No one wants time-wasting either, but a couple of minutes by the boat rack, as a crew, to collect heads and outline the session is worth doing. Details need to include total kms/time, any work pieces and what the aims are, general water conditions or other relevant factors (e.g. the river is really quiet/busy). This just gets brains engaged and sets the tone for the session. Thinking is the main driver for good technique.

3. On the water: use the warm-up

Crews usually run through some warm-up drills in the first 10 minutes of a session, building up from back stops, or in pairs etc, but not always with enough thought. Often, they repeat the same routine day in, day out.

Let’s imagine a 16km session: the warm-up phase might last 2-3km, beginning with mobilisation and sequencing work like a back-end build-up. This creates technical references for the crew, so there is balance and a sense of moving together. It is also a form of in-boat stretching and mobilisation, so you can achieve the positions comfortably when you introduce full length. The warm-up can end with some pressure work before starting the main training block.
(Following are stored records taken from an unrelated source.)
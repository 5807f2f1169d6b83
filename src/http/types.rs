#![allow(rustdoc::bare_urls)]

//! Core HTTP protocol types and utilities

use std::{collections::HashMap, fmt};

#[inline(always)]
pub(crate) fn slice_to_usize(bytes: &[u8]) -> Option<usize> {
    if bytes.is_empty() {
        return None;
    }

    let mut result: usize = 0;
    for &byte in bytes {
        if !byte.is_ascii_digit() {
            return None;
        }

        result = result
            .checked_mul(10)?
            .checked_add((byte - b'0') as usize)?;
    }

    Some(result)
}

// METHOD

/// HTTP request methods
///
/// Only the methods an embedded file and WebSocket server needs are understood.
/// Method names are matched case-insensitively.
///
/// # References
///
/// - [RFC 7231, Section 4](https://datatracker.ietf.org/doc/html/rfc7231#section-4)
#[derive(Debug, Copy, Clone, PartialEq, Eq, Hash)]
pub enum Method {
    /// GET method - transfer a current representation of the target resource
    /// [[RFC7231, Section 4.3.1](https://tools.ietf.org/html/rfc7231#section-4.3.1)]
    Get,
    /// POST method - perform resource-specific processing on the request payload
    /// [[RFC7231, Section 4.3.3](https://tools.ietf.org/html/rfc7231#section-4.3.3)]
    Post,
    /// HEAD method - same as GET but without response body
    /// [[RFC7231, Section 4.3.2](https://tools.ietf.org/html/rfc7231#section-4.3.2)]
    Head,
}

impl Method {
    #[inline]
    pub(crate) fn from_bytes(src: &[u8]) -> Option<Self> {
        if src.eq_ignore_ascii_case(b"GET") {
            Some(Method::Get)
        } else if src.eq_ignore_ascii_case(b"POST") {
            Some(Method::Post)
        } else if src.eq_ignore_ascii_case(b"HEAD") {
            Some(Method::Head)
        } else {
            None
        }
    }

    #[inline]
    pub const fn as_str(&self) -> &'static str {
        match self {
            Method::Get => "GET",
            Method::Post => "POST",
            Method::Head => "HEAD",
        }
    }
}

impl fmt::Display for Method {
    fn fmt(&self, f: &mut fmt::Formatter<'_>) -> fmt::Result {
        f.write_str(self.as_str())
    }
}

// VERSION

/// HTTP protocol version as sent by the client.
///
/// Responses are always written as `HTTP/1.1`, the version is kept for handlers
/// that care.
#[derive(Debug, Copy, Clone, PartialEq, Eq, Hash)]
pub struct Version {
    pub major: u16,
    pub minor: u16,
}

impl Version {
    /// `HTTP/1.1`
    pub const HTTP_11: Version = Version { major: 1, minor: 1 };
}

impl Default for Version {
    fn default() -> Self {
        Version::HTTP_11
    }
}

impl fmt::Display for Version {
    fn fmt(&self, f: &mut fmt::Formatter<'_>) -> fmt::Result {
        write!(f, "HTTP/{}.{}", self.major, self.minor)
    }
}

// STATUS CODE

macro_rules! set_status_codes {
    ($(
        $(#[$docs:meta])+
        $name:ident = ($num:expr, $str:expr);
    )+) => {
        /// HTTP status codes
        ///
        /// The set of statuses this server emits, as defined in
        /// [RFC 7231](https://tools.ietf.org/html/rfc7231#section-6) and other standards.
        #[derive(Debug, Clone, Copy, PartialEq, Eq, Hash)]
        pub enum StatusCode { $(
            #[doc = concat!(stringify!($num), " ", $str)]
            $(#[$docs])+
            $name = $num,
        )+ }

        impl StatusCode {
            /// Numeric code, e.g. `404`.
            #[inline]
            pub const fn as_u16(&self) -> u16 {
                *self as u16
            }

            /// Reason phrase, e.g. `"Not Found"`.
            #[inline]
            pub const fn reason(&self) -> &'static str {
                match self { $(
                    StatusCode::$name => $str,
                )+ }
            }

            // Returns the HTTP first line (e.g., `"HTTP/1.1 200 OK\r\n"`).
            #[inline]
            pub(crate) const fn first_line(&self) -> &'static str {
                match self { $(
                    StatusCode::$name => concat!("HTTP/1.1 ", $num, " ", $str, "\r\n"),
                )+ }
            }
        }
    }
}

set_status_codes! {
    /// [[RFC9110, Section 15.2.2](https://datatracker.ietf.org/doc/html/rfc9110#section-15.2.2)]
    SwitchingProtocols = (101, "Switching Protocols");

    /// [[RFC9110, Section 15.3.1](https://datatracker.ietf.org/doc/html/rfc9110#section-15.3.1)]
    Ok = (200, "OK");
    /// [[RFC9110, Section 15.3.2](https://datatracker.ietf.org/doc/html/rfc9110#section-15.3.2)]
    Created = (201, "Created");
    /// [[RFC9110, Section 15.3.3](https://datatracker.ietf.org/doc/html/rfc9110#section-15.3.3)]
    Accepted = (202, "Accepted");
    /// [[RFC9110, Section 15.3.5](https://datatracker.ietf.org/doc/html/rfc9110#section-15.3.5)]
    NoContent = (204, "No Content");
    /// [[RFC9110, Section 15.3.7](https://datatracker.ietf.org/doc/html/rfc9110#section-15.3.7)]
    PartialContent = (206, "Partial Content");

    /// [[RFC9110, Section 15.4.2](https://datatracker.ietf.org/doc/html/rfc9110#section-15.4.2)]
    MovedPermanently = (301, "Moved Permanently");
    /// [[RFC9110, Section 15.4.5](https://datatracker.ietf.org/doc/html/rfc9110#section-15.4.5)]
    NotModified = (304, "Not Modified");

    /// [[RFC9110, Section 15.5.1](https://datatracker.ietf.org/doc/html/rfc9110#section-15.5.1)]
    BadRequest = (400, "Bad Request");
    /// [[RFC9110, Section 15.5.2](https://datatracker.ietf.org/doc/html/rfc9110#section-15.5.2)]
    Unauthorized = (401, "Unauthorized");
    /// [[RFC9110, Section 15.5.4](https://datatracker.ietf.org/doc/html/rfc9110#section-15.5.4)]
    Forbidden = (403, "Forbidden");
    /// [[RFC9110, Section 15.5.5](https://datatracker.ietf.org/doc/html/rfc9110#section-15.5.5)]
    NotFound = (404, "Not Found");
    /// [[RFC2616, Section 10.4.14](https://datatracker.ietf.org/doc/html/rfc2616#section-10.4.14)]
    RequestEntityTooLarge = (413, "Request Entity Too Large");
    /// [[RFC2616, Section 10.4.17](https://datatracker.ietf.org/doc/html/rfc2616#section-10.4.17)]
    RequestedRangeNotSatisfiable = (416, "Requested Range Not Satisfiable");

    /// [[RFC9110, Section 15.6.1](https://datatracker.ietf.org/doc/html/rfc9110#section-15.6.1)]
    InternalServerError = (500, "Internal Server Error");
}

impl fmt::Display for StatusCode {
    fn fmt(&self, f: &mut fmt::Formatter<'_>) -> fmt::Result {
        write!(f, "{} {}", self.as_u16(), self.reason())
    }
}

// MULTI MAP

/// A map from names to any number of values.
///
/// Used for request headers (names stored lowercased) and request parameters.
/// A name may be present with no values at all: a header sent with an empty
/// value, or a parameter given without `=value`. For such a name
/// [`first`](Self::first) returns `Some("")`.
///
/// # Examples
/// ```
/// use duplex_web::MultiMap;
///
/// let mut map = MultiMap::new();
/// map.append("lang", "en");
/// map.append("lang", "fr");
/// map.insert_empty("debug");
///
/// assert_eq!(map.get_all("lang"), ["en", "fr"]);
/// assert_eq!(map.first("lang"), Some("en"));
/// assert_eq!(map.first("debug"), Some(""));
/// assert_eq!(map.first("missing"), None);
/// ```
#[derive(Debug, Clone, Default, PartialEq, Eq)]
pub struct MultiMap(HashMap<String, Vec<String>>);

impl MultiMap {
    #[inline]
    pub fn new() -> Self {
        Self::default()
    }

    /// Adds `value` to the values of `name`.
    #[inline]
    pub fn append(&mut self, name: impl Into<String>, value: impl Into<String>) {
        self.0.entry(name.into()).or_default().push(value.into());
    }

    /// Records `name` without adding a value.
    #[inline]
    pub fn insert_empty(&mut self, name: impl Into<String>) {
        self.0.entry(name.into()).or_default();
    }

    /// All values of `name`, in the order they were added.
    #[inline]
    pub fn get_all(&self, name: &str) -> &[String] {
        self.0.get(name).map(Vec::as_slice).unwrap_or(&[])
    }

    /// The first value of `name`, `""` if the name has no values.
    #[inline]
    pub fn first(&self, name: &str) -> Option<&str> {
        self.0
            .get(name)
            .map(|values| values.first().map(String::as_str).unwrap_or(""))
    }

    /// The first value of `name` parsed as an integer.
    #[inline]
    pub fn first_as_int(&self, name: &str) -> Option<i64> {
        self.first(name)?.trim().parse().ok()
    }

    #[inline]
    pub fn contains(&self, name: &str) -> bool {
        self.0.contains_key(name)
    }

    /// Number of distinct names.
    #[inline]
    pub fn len(&self) -> usize {
        self.0.len()
    }

    #[inline]
    pub fn is_empty(&self) -> bool {
        self.0.is_empty()
    }

    #[inline]
    pub fn iter(&self) -> impl Iterator<Item = (&str, &[String])> {
        self.0.iter().map(|(k, v)| (k.as_str(), v.as_slice()))
    }
}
Whatever you do it pays to vary the routine, so it doesn’t become just a pointless habit.

A useful online video is Golden Glory featuring 2008 Olympic champions Mark Hunter and Zac Purchase going through a typical warm-up routine, with commentary.

Crews training on shorter stretches of water often lose 15-20% of training time just turning the boat, so you can make this a technique challenge too

4. On the water: technique on the move

Having set the technical template in the warm-up, the session now needs to be continuous, assuming it is a UT aerobic one and the rule is ‘keep the hull moving’.

Consistent boat speed, length, distance per stroke (DPS is obviously the combination of power phase and recovery) are the aims.

As you fatigue, technique sometimes deteriorates, but there are drills you can do without stopping.

If balance is not great, try putting in one pause stroke in every 15 normal ones. Pausing at the finish, hands away or wherever you feel control is needed. In a pure technique session, you might do the pause every stroke, but then heart rates will drop, as will boat speed, and rate.

Doing just occasional drill strokes means they work more as reminders and just give rowers the chance to check reference positions and timing points whilst still maintaining the physical objectives.

Perhaps the boat has gone a little heavy, so a drill could be as simple as putting in rate changes every minute (up two, down two), and if concentration is the reason then this might just wake things up enough.

Stretching and mobility will contribute to your in-boat technique

Alternatively, if the power feed is not right then dropping to three-quarters slide, but maintaining hull speed for 10 strokes, can be useful. It is shorter, for sure, but with slightly stronger positions and less arc it is possible to produce the dynamic stroke you want, improve hull speed, and then go out to full length again.

Crews training on shorter stretches of water often lose 15-20% of training time just turning the boat, so you can make this a technique challenge too – turn it in under 30” and do a sub-max 10 stroke start after the turn to get the hull speed back and maintain heart rates. This can be effective at refreshing the rhythm.

There are countless things you can do on the move, as long as the crew understands what is missing, and what you are going to do to improve it. Acceleration, glide, movement sequencing, positions, rhythm, balance – these things can all be addressed while still training.

5. Off the water

Finally, there is much you can do to help technique off the water.

In the weights room, like on the ergo, the point is to ‘train the chain’ for rowing and see the rowing value in a power clean movement, squat or bench pull, rather than regarding them as a separate sport.

Stretching and mobility will contribute to your in-boat technique, and any skill-activity such as ball games which build hand/eye coordination, body awareness, balance, and dynamic movement can add to your weekly total of technique minutes.